Nest searching. We conducted nest searches and nest monitoring from 2011 to 2013. We searched for nests 3–5 times per week from early July through to the end of August, using a combination of rope dragging, opportunistic foot flushing, behavioral observations, and occasional visual sightings of nests (Winter et al. 2003; see also Ruth and Skagen 2017). Once a nest was found, we marked it for relocation. In addition to recording the GPS location, we tied colored flagging to vegetation ∼3 m from the nest in the direction that the nest entrance faced, and at ∼3 m in the opposite direction. We monitored nests every 2–4 days. We assigned nest age (onset of incubation = day 0) as soon as possible after discovery by candling eggs (Lokemoen and Koford 1996) or by estimating the age of nestlings (Jongsomjit et al. 2007). We back-calculated the date of incubation initiation (with the penultimate egg; Vickery 1996) from estimates of nestling or egg age or from hatching or fledging date.
We assigned nest fates as: (1) successfully fledged at least one Grasshopper Sparrow young; (2) depredated; (3) abandoned (eggs left permanently unattended); (4) trampled; or (5) unknown or uncertain.
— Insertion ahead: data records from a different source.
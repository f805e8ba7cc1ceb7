//! # Context Module
//!
//! Per-request ambient state.
//!
//! ## Overview
//!
//! A [`Context`] is created at the start of each bound-handler call and dropped
//! when the call returns, error paths included. It carries the request adapter,
//! the class-based handler instance (when the call provides one), the route id
//! and a request id.
//!
//! Dependency bodies reach it through [`Context::current`] instead of taking it
//! as an argument, so they can be written without knowing the web framework.
//!
//! ## Storage
//!
//! - Asynchronous calls run inside a `tokio::task_local!` scope. The value moves
//!   with the task across worker threads and is invisible to other tasks.
//! - Synchronous calls, and closures offloaded with `sync_to_thread`, push the
//!   context on a thread-local stack for the duration of a [`ContextGuard`].
//!
//! Every installation takes a sequence number, and [`Context::current`]
//! returns whichever of the task-local and the top of the thread stack was
//! installed last. A synchronous call made from inside an async call's scope
//! therefore sees its own context, not the caller's. Neither store is a
//! process-wide mutable: two concurrent requests never observe each other's
//! context.

use std::cell::RefCell;
use std::fmt;
use std::future::Future;
use std::sync::atomic::{AtomicU64, Ordering};
use std::sync::Arc;

use crate::bind::RawCall;
use crate::callable::{HandlerInstance, Resolved};
use crate::core_model::CoreModel;
use crate::ids::RequestId;
use crate::request::RequestAdapter;

static INSTALLS: AtomicU64 = AtomicU64::new(0);

/// A context together with the order in which it was installed.
#[derive(Clone)]
struct Installed {
    seq: u64,
    ctx: Context,
}

impl Installed {
    fn new(ctx: Context) -> Self {
        Installed {
            seq: INSTALLS.fetch_add(1, Ordering::Relaxed),
            ctx,
        }
    }
}

tokio::task_local! {
    static TASK_CONTEXT: Installed;
}

thread_local! {
    static THREAD_CONTEXT: RefCell<Vec<Installed>> = const { RefCell::new(Vec::new()) };
}

struct ContextInner {
    request_id: RequestId,
    route_id: String,
    request: Arc<dyn RequestAdapter>,
    instance: Option<Arc<HandlerInstance>>,
}

/// Ambient state of one request. Cheap to clone.
#[derive(Clone)]
pub struct Context {
    inner: Arc<ContextInner>,
}

impl Context {
    /// Build the context of one call of `core`'s handler.
    ///
    /// The first positional argument of `raw` becomes the handler instance when
    /// it is an instance of the handler's declaring class.
    pub fn init(core: &CoreModel, request: Arc<dyn RequestAdapter>, raw: &RawCall) -> Self {
        let instance = match (raw.args.first(), core.func.class()) {
            (Some(Resolved::Instance(inst)), Some(class)) if inst.class().id() == class.id() => {
                Some(Arc::clone(inst))
            }
            _ => None,
        };
        let request_id = RequestId::from_request(request.as_ref());
        Context {
            inner: Arc::new(ContextInner {
                request_id,
                route_id: core.route_id.clone(),
                request,
                instance,
            }),
        }
    }

    /// The context of the request being served on this task or thread.
    #[must_use]
    pub fn current() -> Option<Context> {
        let task = TASK_CONTEXT.try_with(Installed::clone).ok();
        let thread = THREAD_CONTEXT.with(|stack| stack.borrow().last().cloned());
        match (task, thread) {
            (Some(t), Some(h)) => Some(if h.seq > t.seq { h.ctx } else { t.ctx }),
            (t, h) => t.or(h).map(|i| i.ctx),
        }
    }

    #[must_use]
    pub fn request(&self) -> &Arc<dyn RequestAdapter> {
        &self.inner.request
    }

    #[must_use]
    pub fn instance(&self) -> Option<&Arc<HandlerInstance>> {
        self.inner.instance.as_ref()
    }

    #[must_use]
    pub fn request_id(&self) -> RequestId {
        self.inner.request_id
    }

    #[must_use]
    pub fn route_id(&self) -> &str {
        &self.inner.route_id
    }

    /// Install on the current thread until the guard is dropped.
    #[must_use = "the context is removed when the guard is dropped"]
    pub fn enter(&self) -> ContextGuard {
        let installed = Installed::new(self.clone());
        THREAD_CONTEXT.with(|stack| stack.borrow_mut().push(installed));
        ContextGuard { _private: () }
    }

    /// Run `fut` with this context installed as the task-local context.
    pub async fn scope<F: Future>(self, fut: F) -> F::Output {
        TASK_CONTEXT.scope(Installed::new(self), fut).await
    }

    #[cfg(test)]
    pub(crate) fn for_test(request: Arc<dyn RequestAdapter>, instance: Option<Arc<HandlerInstance>>) -> Self {
        Context {
            inner: Arc::new(ContextInner {
                request_id: RequestId::new(),
                route_id: "test".to_string(),
                request,
                instance,
            }),
        }
    }
}

impl fmt::Debug for Context {
    fn fmt(&self, f: &mut fmt::Formatter<'_>) -> fmt::Result {
        f.debug_struct("Context")
            .field("request_id", &self.inner.request_id)
            .field("route_id", &self.inner.route_id)
            .field("instance", &self.inner.instance.is_some())
            .finish()
    }
}

/// Pops the thread-local context on drop.
pub struct ContextGuard {
    _private: (),
}

impl Drop for ContextGuard {
    fn drop(&mut self) {
        THREAD_CONTEXT.with(|stack| {
            stack.borrow_mut().pop();
        });
    }
}
use std::fmt;
use std::sync::Arc;

use crate::callable::Callable;
use crate::field::Field;
use crate::types::{Model, ParamType};
use crate::validator_cache::CompiledSchema;

/// How one rule obtains its value at request time.
#[derive(Clone)]
pub enum RuleResolver {
    /// The framework request object, verbatim.
    Request,
    /// The handler instance of the current request.
    HandlerInstance,
    /// One key of one request source, coerced and validated.
    Scalar {
        field: Field,
        key: String,
        schema: Arc<CompiledSchema>,
    },
    /// The whole source mapping (`raw_return` on a non-model type).
    RawMapping {
        field: Field,
        schema: Arc<CompiledSchema>,
    },
    /// The whole source mapping handed to the model constructor.
    RawModel { field: Field, model: Model },
    /// A model assembled from its own field rules ([`SubPlan::Model`]).
    NestedModel { field: Field, model: Model },
    /// The return value of the callable in [`SubPlan::Callable`].
    Depends,
}

impl RuleResolver {
    /// Short name used in plan shapes and logs.
    #[must_use]
    pub fn as_str(&self) -> &'static str {
        match self {
            RuleResolver::Request => "request",
            RuleResolver::HandlerInstance => "instance",
            RuleResolver::Scalar { .. } => "scalar",
            RuleResolver::RawMapping { .. } => "raw_mapping",
            RuleResolver::RawModel { .. } => "raw_model",
            RuleResolver::NestedModel { .. } => "nested_model",
            RuleResolver::Depends => "depends",
        }
    }

    #[must_use]
    pub fn field(&self) -> Option<&Field> {
        match self {
            RuleResolver::Scalar { field, .. }
            | RuleResolver::RawMapping { field, .. }
            | RuleResolver::RawModel { field, .. }
            | RuleResolver::NestedModel { field, .. } => Some(field),
            RuleResolver::Request | RuleResolver::HandlerInstance | RuleResolver::Depends => None,
        }
    }
}

impl fmt::Debug for RuleResolver {
    fn fmt(&self, f: &mut fmt::Formatter<'_>) -> fmt::Result {
        f.write_str(self.as_str())
    }
}

/// Nested plan of a rule.
#[derive(Clone, Debug)]
pub enum SubPlan {
    /// Plan of a `Depends` target, shared through the plan cache.
    Callable(Arc<ResolutionPlan>),
    /// Field rules of a nested model.
    Model(Vec<ParamRule>),
}

/// Compiled resolution of one parameter.
#[derive(Clone, Debug)]
pub struct ParamRule {
    pub(crate) name: String,
    pub(crate) declared: ParamType,
    /// Error location: source kind, then parameter (and nested field) names.
    pub(crate) loc: Vec<String>,
    pub(crate) resolver: RuleResolver,
    pub(crate) sub_plan: Option<SubPlan>,
}

impl ParamRule {
    #[must_use]
    pub fn name(&self) -> &str {
        &self.name
    }

    #[must_use]
    pub fn declared(&self) -> &ParamType {
        &self.declared
    }

    #[must_use]
    pub fn loc(&self) -> &[String] {
        &self.loc
    }

    #[must_use]
    pub fn resolver(&self) -> &RuleResolver {
        &self.resolver
    }

    #[must_use]
    pub fn sub_plan(&self) -> Option<&SubPlan> {
        self.sub_plan.as_ref()
    }

    /// Schema of the rule's validator, if it has one.
    #[must_use]
    pub fn schema(&self) -> Option<&serde_json::Value> {
        match &self.resolver {
            RuleResolver::Scalar { schema, .. } | RuleResolver::RawMapping { schema, .. } => {
                Some(schema.schema())
            }
            _ => None,
        }
    }

    pub(crate) fn shape(&self) -> RuleShape {
        RuleShape {
            name: self.name.clone(),
            ty: self.declared.type_name(),
            resolver: self.resolver.as_str(),
            loc: self.loc.clone(),
            sub: self.sub_plan.as_ref().map(|sub| match sub {
                SubPlan::Callable(plan) => SubShape::Plan(Box::new(plan.shape())),
                SubPlan::Model(rules) => SubShape::Model(rules.iter().map(ParamRule::shape).collect()),
            }),
        }
    }
}

/// Compiled, immutable resolution of one callable.
#[derive(Clone, Debug)]
pub struct ResolutionPlan {
    pub(crate) target: Callable,
    pub(crate) rules: Vec<ParamRule>,
    /// Side-effect dependencies resolved before any rule (route plans only).
    pub(crate) pre_depends: Vec<Arc<ResolutionPlan>>,
    /// Class attributes attached to the handler instance (route plans only).
    pub(crate) class_attributes: Vec<ParamRule>,
}

impl ResolutionPlan {
    #[must_use]
    pub fn target(&self) -> &Callable {
        &self.target
    }

    #[must_use]
    pub fn rules(&self) -> &[ParamRule] {
        &self.rules
    }

    #[must_use]
    pub fn rule(&self, name: &str) -> Option<&ParamRule> {
        self.rules.iter().find(|r| r.name == name)
    }

    #[must_use]
    pub fn pre_depends(&self) -> &[Arc<ResolutionPlan>] {
        &self.pre_depends
    }

    #[must_use]
    pub fn class_attributes(&self) -> &[ParamRule] {
        &self.class_attributes
    }

    /// Structural projection used to compare plans.
    #[must_use]
    pub fn shape(&self) -> PlanShape {
        PlanShape {
            target: self.target.name().to_string(),
            rules: self.rules.iter().map(ParamRule::shape).collect(),
            pre_depends: self.pre_depends.iter().map(|p| p.shape()).collect(),
            class_attributes: self.class_attributes.iter().map(ParamRule::shape).collect(),
        }
    }

    /// Name of the first asynchronous callable reachable from this plan.
    #[must_use]
    pub fn first_async_dependency(&self) -> Option<String> {
        let from_pre = self.pre_depends.iter().find_map(|p| {
            if p.target.is_async() {
                Some(p.target.name().to_string())
            } else {
                p.first_async_dependency()
            }
        });
        from_pre.or_else(|| {
            self.rules
                .iter()
                .chain(self.class_attributes.iter())
                .find_map(first_async_in_rule)
        })
    }

    /// Name of the first callable in this plan that consumes a handler instance.
    #[must_use]
    pub(crate) fn instance_consumer(&self) -> Option<String> {
        let own = self
            .rules
            .iter()
            .any(|r| matches!(r.resolver, RuleResolver::HandlerInstance));
        if own {
            return Some(self.target.name().to_string());
        }
        self.pre_depends
            .iter()
            .find_map(|p| p.instance_consumer())
            .or_else(|| {
                self.rules
                    .iter()
                    .chain(self.class_attributes.iter())
                    .find_map(instance_consumer_in_rule)
            })
    }

    /// Total number of rules, nested ones included.
    #[must_use]
    pub fn rule_count(&self) -> usize {
        fn count(rules: &[ParamRule]) -> usize {
            rules
                .iter()
                .map(|r| {
                    1 + match &r.sub_plan {
                        Some(SubPlan::Callable(p)) => p.rule_count(),
                        Some(SubPlan::Model(nested)) => count(nested),
                        None => 0,
                    }
                })
                .sum()
        }
        count(&self.rules)
            + count(&self.class_attributes)
            + self.pre_depends.iter().map(|p| p.rule_count()).sum::<usize>()
    }
}

fn first_async_in_rule(rule: &ParamRule) -> Option<String> {
    match &rule.sub_plan {
        Some(SubPlan::Callable(plan)) if plan.target.is_async() => {
            Some(plan.target.name().to_string())
        }
        Some(SubPlan::Callable(plan)) => plan.first_async_dependency(),
        Some(SubPlan::Model(rules)) => rules.iter().find_map(first_async_in_rule),
        None => None,
    }
}

fn instance_consumer_in_rule(rule: &ParamRule) -> Option<String> {
    match &rule.sub_plan {
        Some(SubPlan::Callable(plan)) => plan.instance_consumer(),
        Some(SubPlan::Model(rules)) => rules.iter().find_map(instance_consumer_in_rule),
        None => None,
    }
}

/// Comparable structure of a [`ResolutionPlan`].
#[derive(Clone, Debug, PartialEq, Eq)]
pub struct PlanShape {
    pub target: String,
    pub rules: Vec<RuleShape>,
    pub pre_depends: Vec<PlanShape>,
    pub class_attributes: Vec<RuleShape>,
}

#[derive(Clone, Debug, PartialEq, Eq)]
pub struct RuleShape {
    pub name: String,
    pub ty: String,
    pub resolver: &'static str,
    pub loc: Vec<String>,
    pub sub: Option<SubShape>,
}

#[derive(Clone, Debug, PartialEq, Eq)]
pub enum SubShape {
    Plan(Box<PlanShape>),
    Model(Vec<RuleShape>),
}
Evidence of reproductive success included observations of fledglings near the nest or within 3 days of expected fledging, adults carrying food for new fledglings or uttering alarm calls near the nest within 3 days of expected fledging, presence of fecal sacs or feather scales in the nest, and presence of fecal sacs near the nest (Jones et al. 2010). We assumed that predation had occurred when any of the following was documented: eggs were destroyed, eggs disappeared, or nestlings were too young to have fledged at the time that either they disappeared or their nest was destroyed.
We used the following data to estimate the daily survival rate of nests (DSR): date that the nest was found, date that it was last known to be active, date when it fledged or was known to have failed, and fate. For nests of uncertain fate, the final observation interval was censored such that the observation data were truncated to the date when the nest was last known to be active, and fate was coded as successful (Manolis et al. 2000). Dates were scaled so that day 1 was the first date when a nest was found (July 11) during the study.
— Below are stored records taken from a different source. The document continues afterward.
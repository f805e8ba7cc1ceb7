//! # Error Module
//!
//! Error taxonomy of the binding engine.
//!
//! Errors fall in two groups that are never mixed:
//!
//! - **Registration time**: [`ConfigurationError`]. Raised while a route is bound,
//!   never while a request is served. A route that fails to bind must not be
//!   served at all.
//! - **Request time**: [`ValueNotFoundError`], [`ValidationError`] and the
//!   pass-through variants of [`BindError`]. These are recoverable per request
//!   and are meant to be turned into a client-facing response by the framework.
//!
//! ## Tips
//!
//! Request-time errors optionally carry a *tip*: a short sentence naming the
//! handler, parameter and request source that failed. Tips are on by default and
//! can be disabled per registry ([`RuntimeConfig::tip`](crate::runtime_config::RuntimeConfig))
//! or per route ([`BindConfig::tip`](crate::bind::BindConfig::tip)) for
//! deployments that must not leak internal field names. The structured fields
//! stay available either way.

use std::fmt;

use crate::field::FieldKind;

/// Errors detected while analysing signatures, building plans or binding routes.
#[derive(Debug, Clone, PartialEq, Eq, thiserror::Error)]
pub enum ConfigurationError {
    /// A field descriptor was given both `default` and `default_factory`.
    #[error("field cannot have both a default value and a default factory")]
    ConflictingDefaults,

    /// A field descriptor with a default also declared a not-found handler.
    #[error("field with a default value or default factory cannot declare a not-found handler")]
    DefaultWithNotFound,

    /// A parameter has no field descriptor and is not a request or instance parameter.
    #[error("parameter `{param}` of `{callable}` has no field descriptor and cannot be resolved")]
    UnresolvableParameter { callable: String, param: String },

    /// Two parameters (or class attributes) share the same name.
    #[error("parameter `{param}` is declared twice on `{callable}`")]
    DuplicateParameter { callable: String, param: String },

    /// A request or instance parameter also carries a field descriptor.
    #[error("parameter `{param}` of `{callable}` is a {what} parameter and cannot carry a field descriptor")]
    FieldOnSpecialParameter {
        callable: String,
        param: String,
        what: &'static str,
    },

    /// The declared type cannot hold what the field's source yields, e.g. a
    /// scalar type on a multi-valued source.
    #[error("parameter `{param}` of `{callable}` declares a {kind} field with incompatible type `{ty}`")]
    InvalidFieldType {
        callable: String,
        param: String,
        kind: FieldKind,
        ty: String,
    },

    /// The dependency graph contains a cycle.
    #[error("circular dependency detected: {}", .cycle.join(" -> "))]
    DependencyCycle { cycle: Vec<String> },

    /// An asynchronous dependency was reached from a synchronous route.
    #[error("route `{route}` is synchronous but dependency `{dependency}` is asynchronous")]
    AsyncDependencyInSyncRoute { route: String, dependency: String },

    /// `sync_to_thread` was requested on a body that is not synchronous.
    #[error("`{callable}` is marked sync_to_thread but its body is not synchronous")]
    SyncToThreadOnAsync { callable: String },

    /// A route handler was declared with a scoped (acquire/release) body.
    #[error("handler `{callable}` cannot use a scoped body; scoped bodies are for dependencies")]
    ScopedHandler { callable: String },

    /// A synchronous plugin wraps an asynchronous handler.
    #[error("plugin `{plugin}` is synchronous and cannot wrap asynchronous handler `{route}`")]
    SyncPluginOnAsyncHandler { route: String, plugin: String },

    /// An asynchronous-only plugin wraps a synchronous handler.
    #[error("plugin `{plugin}` is asynchronous and cannot wrap synchronous handler `{route}`")]
    AsyncPluginOnSyncHandler { route: String, plugin: String },

    /// Class attributes or instance parameters used outside a class-based handler.
    #[error("`{callable}` uses a handler instance but is not declared as a method of a handler class")]
    NotClassBased { callable: String },

    /// A plugin that needs the resolved arguments was added as a pre plugin.
    #[error("plugin `{plugin}` reads resolved arguments and must be a post plugin of `{route}`")]
    PostPluginInPreChain { route: String, plugin: String },

    /// A plugin's registration hook rejected the route.
    #[error("plugin `{plugin}` rejected route `{route}`: {reason}")]
    PluginCheck {
        route: String,
        plugin: String,
        reason: String,
    },

    /// A validation constraint produced an invalid JSON Schema.
    #[error("invalid validation schema for `{param}`: {reason}")]
    InvalidSchema { param: String, reason: String },

    /// The route id is already registered.
    #[error("route `{route}` is already registered")]
    DuplicateRoute { route: String },
}

/// A required value had no value in the request and no default.
#[derive(Debug, Clone, PartialEq, Eq)]
pub struct ValueNotFoundError {
    /// Parameter name as declared in the signature.
    pub param: String,
    /// Request source the value was looked up in.
    pub kind: FieldKind,
    /// Key used for the lookup (alias or derived name).
    pub key: String,
    /// Enriched description, absent when tips are disabled.
    pub tip: Option<String>,
}

impl ValueNotFoundError {
    pub fn new(param: impl Into<String>, kind: FieldKind, key: impl Into<String>) -> Self {
        Self {
            param: param.into(),
            kind,
            key: key.into(),
            tip: None,
        }
    }

    #[must_use]
    pub fn with_tip(mut self, tip: Option<String>) -> Self {
        self.tip = tip;
        self
    }
}

impl fmt::Display for ValueNotFoundError {
    fn fmt(&self, f: &mut fmt::Formatter<'_>) -> fmt::Result {
        match &self.tip {
            Some(tip) => write!(f, "value not found: {tip}"),
            None => write!(f, "value not found"),
        }
    }
}

impl std::error::Error for ValueNotFoundError {}

/// One failing leaf of a validation.
#[derive(Debug, Clone, PartialEq, Eq)]
pub struct ValidationIssue {
    /// Dotted location, starting with the source kind: `["query", "user", "age"]`.
    pub location: Vec<String>,
    /// Validator message.
    pub message: String,
}

impl ValidationIssue {
    pub fn new(location: Vec<String>, message: impl Into<String>) -> Self {
        ValidationIssue {
            location,
            message: message.into(),
        }
    }

    /// Location joined with dots.
    #[must_use]
    pub fn path(&self) -> String {
        self.location.join(".")
    }
}

/// Type or constraint validation failed for one or more leaf fields.
#[derive(Debug, Clone, PartialEq, Eq)]
pub struct ValidationError {
    pub issues: Vec<ValidationIssue>,
    pub tip: Option<String>,
}

impl ValidationError {
    pub fn new(issues: Vec<ValidationIssue>) -> Self {
        Self { issues, tip: None }
    }

    pub fn single(location: Vec<String>, message: impl Into<String>) -> Self {
        Self::new(vec![ValidationIssue::new(location, message)])
    }

    #[must_use]
    pub fn with_tip(mut self, tip: Option<String>) -> Self {
        self.tip = tip;
        self
    }

    /// Issue paths in reporting order.
    #[must_use]
    pub fn paths(&self) -> Vec<String> {
        self.issues.iter().map(ValidationIssue::path).collect()
    }
}

impl fmt::Display for ValidationError {
    fn fmt(&self, f: &mut fmt::Formatter<'_>) -> fmt::Result {
        if let Some(tip) = &self.tip {
            write!(f, "{tip}: ")?;
            let rendered: Vec<String> = self
                .issues
                .iter()
                .map(|i| format!("{} ({})", i.message, i.path()))
                .collect();
            return write!(f, "{}", rendered.join("; "));
        }
        let rendered: Vec<&str> = self.issues.iter().map(|i| i.message.as_str()).collect();
        write!(f, "{}", rendered.join("; "))
    }
}

impl std::error::Error for ValidationError {}

/// Any failure surfaced by a bound handler.
#[derive(Debug, thiserror::Error)]
pub enum BindError {
    #[error(transparent)]
    Configuration(#[from] ConfigurationError),

    #[error(transparent)]
    NotFound(#[from] ValueNotFoundError),

    #[error(transparent)]
    Validation(#[from] ValidationError),

    /// A dependency body failed. The original error is kept as-is.
    #[error(transparent)]
    Dependency(anyhow::Error),

    /// The handler body failed. The original error is kept as-is.
    #[error(transparent)]
    Handler(anyhow::Error),

    /// A field's not-found handler replaced the value-not-found error.
    #[error(transparent)]
    Custom(anyhow::Error),

    /// The route needs a handler instance and the call did not provide one.
    #[error("handler `{route}` is class-based but was called without an instance")]
    MissingInstance { route: String },

    /// An asynchronous route was invoked through the synchronous entry point.
    #[error("handler `{route}` is asynchronous and must be called with call_async")]
    ModeMismatch { route: String },
}

impl BindError {
    /// Wrap an error raised by a dependency body. A `BindError` that travelled
    /// through user code is unwrapped rather than nested.
    pub(crate) fn dependency(err: anyhow::Error) -> Self {
        match err.downcast::<BindError>() {
            Ok(inner) => inner,
            Err(err) => BindError::Dependency(err),
        }
    }

    pub(crate) fn handler(err: anyhow::Error) -> Self {
        match err.downcast::<BindError>() {
            Ok(inner) => inner,
            Err(err) => BindError::Handler(err),
        }
    }

    /// Whether the failure is the client's (missing/invalid input).
    #[must_use]
    pub fn is_client_error(&self) -> bool {
        matches!(self, BindError::NotFound(_) | BindError::Validation(_))
    }

    /// Downcast the original dependency, handler or not-found-handler error.
    #[must_use]
    pub fn source_as<E>(&self) -> Option<&E>
    where
        E: std::fmt::Display + std::fmt::Debug + Send + Sync + 'static,
    {
        match self {
            BindError::Dependency(e) | BindError::Handler(e) | BindError::Custom(e) => {
                e.downcast_ref::<E>()
            }
            _ => None,
        }
    }
}

#[cfg(test)]
mod tests {
    use super::*;

    #[test]
    fn test_cycle_message() {
        let err = ConfigurationError::DependencyCycle {
            cycle: vec!["a".into(), "b".into(), "a".into()],
        };
        assert_eq!(err.to_string(), "circular dependency detected: a -> b -> a");
    }

    #[test]
    fn test_validation_display_with_and_without_tip() {
        let err = ValidationError::single(
            vec!["query".into(), "age".into()],
            "-1 is less than the minimum of 0",
        );
        assert_eq!(err.to_string(), "-1 is less than the minimum of 0");

        let tipped = err.with_tip(Some("check parameter `age` of `get_user`".into()));
        assert_eq!(
            tipped.to_string(),
            "check parameter `age` of `get_user`: -1 is less than the minimum of 0 (query.age)"
        );
    }

    #[test]
    fn test_dependency_unwraps_nested_bind_error() {
        let inner = BindError::NotFound(ValueNotFoundError::new("uid", FieldKind::Query, "uid"));
        let wrapped = BindError::dependency(anyhow::Error::new(inner));
        assert!(matches!(wrapped, BindError::NotFound(ref e) if e.param == "uid"));
    }

    #[derive(Debug, thiserror::Error)]
    #[error("token expired")]
    struct TokenExpired;

    #[test]
    fn test_dependency_keeps_original_type() {
        let err = BindError::dependency(anyhow::Error::new(TokenExpired));
        assert!(err.source_as::<TokenExpired>().is_some());
        assert_eq!(err.to_string(), "token expired");
        assert!(!err.is_client_error());
    }
}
Nest-site vegetation measurements. We sampled vegetation at the nest (Nest) and in a nest plot (NPlot) centered on the nest following fledging or nest failure. We typically measured nest vegetation within a week of fledging or failure, with the exception of 17 nests in the first year of nest monitoring when nest measurements were taken later (8–20 days after fledging or failure). For the nest plot, we placed 5-m transects in the 4 cardinal directions centered on the nest, and took measurements at the nest (plot center) and at 1-, 3-, and 5-m intervals, resulting in 13 sample points per nest plot.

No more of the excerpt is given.